▶ [Task to complete]:
Which lines come from the start of the records through the line that holds "reports the same"? Write them out word for word.

::: Task data :::

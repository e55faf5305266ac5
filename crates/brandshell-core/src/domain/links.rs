//! Safe-link normalization: href allowlisting and anti-tabnabbing rel policy.
//!
//! Rejected hrefs are *dropped*, never surfaced — an unsafe caller value must
//! not survive into any rendered attribute. The validator reports the same
//! rejections as error messages; this module stays silent.

use crate::domain::types::LinkTarget;

/// Schemes allowed in absolute URIs. Everything else (`javascript:`,
/// `data:`, `vbscript:`, ...) is rejected.
const ALLOWED_SCHEMES: [&str; 4] = ["http", "https", "mailto", "tel"];

/// Tokens force-appended to every `_blank` rel.
const REQUIRED_BLANK_REL_TOKENS: [&str; 2] = ["noopener", "noreferrer"];

/// Validate and normalize an href candidate.
///
/// Returns the trimmed value when safe, `None` otherwise:
/// - empty after trim → `None`
/// - contains control characters (U+0000–U+001F, U+007F) → `None`
/// - protocol-relative (`//…`) → `None`; the scheme would be inherited from
///   the embedding page
/// - absolute URI with a scheme outside the allowlist → `None`
/// - schemeless (relative path) → accepted as-is
pub fn normalize_safe_href(href: &str) -> Option<String> {
    let trimmed = href.trim();
    if trimmed.is_empty() {
        return None;
    }
    if trimmed
        .chars()
        .any(|c| matches!(c, '\u{0000}'..='\u{001f}' | '\u{007f}'))
    {
        return None;
    }
    if trimmed.starts_with("//") {
        return None;
    }

    match absolute_scheme(trimmed) {
        None => Some(trimmed.to_string()),
        Some(scheme) => {
            let scheme = scheme.to_ascii_lowercase();
            if ALLOWED_SCHEMES.contains(&scheme.as_str()) {
                Some(trimmed.to_string())
            } else {
                None
            }
        }
    }
}

/// Boolean wrapper over [`normalize_safe_href`].
pub fn is_safe_href(href: &str) -> bool {
    normalize_safe_href(href).is_some()
}

/// Resolve the final `rel` attribute for a link.
///
/// For non-`_blank` targets the caller's rel is trimmed and passed through
/// (`None` when empty). For `_blank`, the caller's whitespace-separated
/// tokens are kept in order and `noopener` / `noreferrer` are appended
/// unless already present (case-insensitive match), so externally-opening
/// links always resist tab-nabbing.
pub fn normalize_rel(target: LinkTarget, rel: Option<&str>) -> Option<String> {
    let trimmed = rel.map(str::trim).unwrap_or_default();

    if target != LinkTarget::Blank {
        return if trimmed.is_empty() {
            None
        } else {
            Some(trimmed.to_string())
        };
    }

    let mut tokens: Vec<&str> = trimmed.split_whitespace().collect();
    for required in REQUIRED_BLANK_REL_TOKENS {
        if !tokens.iter().any(|t| t.eq_ignore_ascii_case(required)) {
            tokens.push(required);
        }
    }

    Some(tokens.join(" "))
}

/// Extract the scheme of an absolute URI (`scheme:` per RFC 3986), if any.
fn absolute_scheme(value: &str) -> Option<&str> {
    let mut chars = value.char_indices();
    match chars.next() {
        Some((_, first)) if first.is_ascii_alphabetic() => {}
        _ => return None,
    }
    for (index, c) in chars {
        match c {
            ':' => return Some(&value[..index]),
            c if c.is_ascii_alphanumeric() || matches!(c, '+' | '.' | '-') => {}
            _ => return None,
        }
    }
    None
}

#[cfg(test)]
mod tests {
    use super::*;

    #[test]
    fn accepts_allowlisted_schemes() {
        for href in [
            "https://example.com",
            "http://example.com",
            "mailto:hello@example.com",
            "tel:+15550100",
            "HTTPS://EXAMPLE.COM",
        ] {
            assert_eq!(normalize_safe_href(href).as_deref(), Some(href));
        }
    }

    #[test]
    fn accepts_relative_paths() {
        assert_eq!(normalize_safe_href("/docs").as_deref(), Some("/docs"));
        assert_eq!(normalize_safe_href("docs/intro").as_deref(), Some("docs/intro"));
        assert_eq!(normalize_safe_href("#top").as_deref(), Some("#top"));
        assert_eq!(normalize_safe_href("?q=1").as_deref(), Some("?q=1"));
    }

    #[test]
    fn trims_surrounding_whitespace() {
        assert_eq!(normalize_safe_href("  /docs  ").as_deref(), Some("/docs"));
    }

    #[test]
    fn rejects_dangerous_schemes() {
        for href in [
            "javascript:alert(1)",
            "JavaScript:alert(1)",
            "data:text/html,<h1>xss</h1>",
            "vbscript:msgbox(1)",
            "file:///etc/passwd",
        ] {
            assert_eq!(normalize_safe_href(href), None, "accepted {href}");
        }
    }

    #[test]
    fn rejects_protocol_relative() {
        assert_eq!(normalize_safe_href("//evil.example"), None);
    }

    #[test]
    fn rejects_control_characters() {
        assert_eq!(normalize_safe_href("/docs\u{0000}"), None);
        assert_eq!(normalize_safe_href("java\u{0009}script:alert(1)"), None);
        assert_eq!(normalize_safe_href("/docs\u{007f}"), None);
    }

    #[test]
    fn rejects_empty_and_blank() {
        assert_eq!(normalize_safe_href(""), None);
        assert_eq!(normalize_safe_href("   "), None);
    }

    #[test]
    fn colon_in_path_is_not_a_scheme() {
        // First segment stops being a scheme as soon as a non-scheme char
        // appears before the colon.
        assert!(is_safe_href("/a:b"));
        assert!(is_safe_href("docs/a:b"));
    }

    #[test]
    fn rel_passthrough_for_non_blank_targets() {
        assert_eq!(normalize_rel(LinkTarget::SelfFrame, None), None);
        assert_eq!(normalize_rel(LinkTarget::SelfFrame, Some("  ")), None);
        assert_eq!(
            normalize_rel(LinkTarget::Parent, Some(" author ")).as_deref(),
            Some("author")
        );
    }

    #[test]
    fn rel_blank_appends_required_tokens() {
        assert_eq!(
            normalize_rel(LinkTarget::Blank, None).as_deref(),
            Some("noopener noreferrer")
        );
        assert_eq!(
            normalize_rel(LinkTarget::Blank, Some("author noreferrer")).as_deref(),
            Some("author noreferrer noopener")
        );
    }

    #[test]
    fn rel_blank_dedupes_case_insensitively() {
        assert_eq!(
            normalize_rel(LinkTarget::Blank, Some("NoOpener")).as_deref(),
            Some("NoOpener noreferrer")
        );
    }

    #[test]
    fn rel_blank_preserves_caller_token_order() {
        assert_eq!(
            normalize_rel(LinkTarget::Blank, Some("me external")).as_deref(),
            Some("me external noopener noreferrer")
        );
    }
}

:::

▶ [Task solution]:
repository e55faf5305266ac5
filename crates/brandshell-core/src/domain/links.rs
//! Safe-link normalization: href allowlisting and anti-tabnabbing rel policy.
//!
//! Rejected hrefs are *dropped*, never surfaced — an unsafe caller value must
//! not survive into any rendered attribute. The validator reports the same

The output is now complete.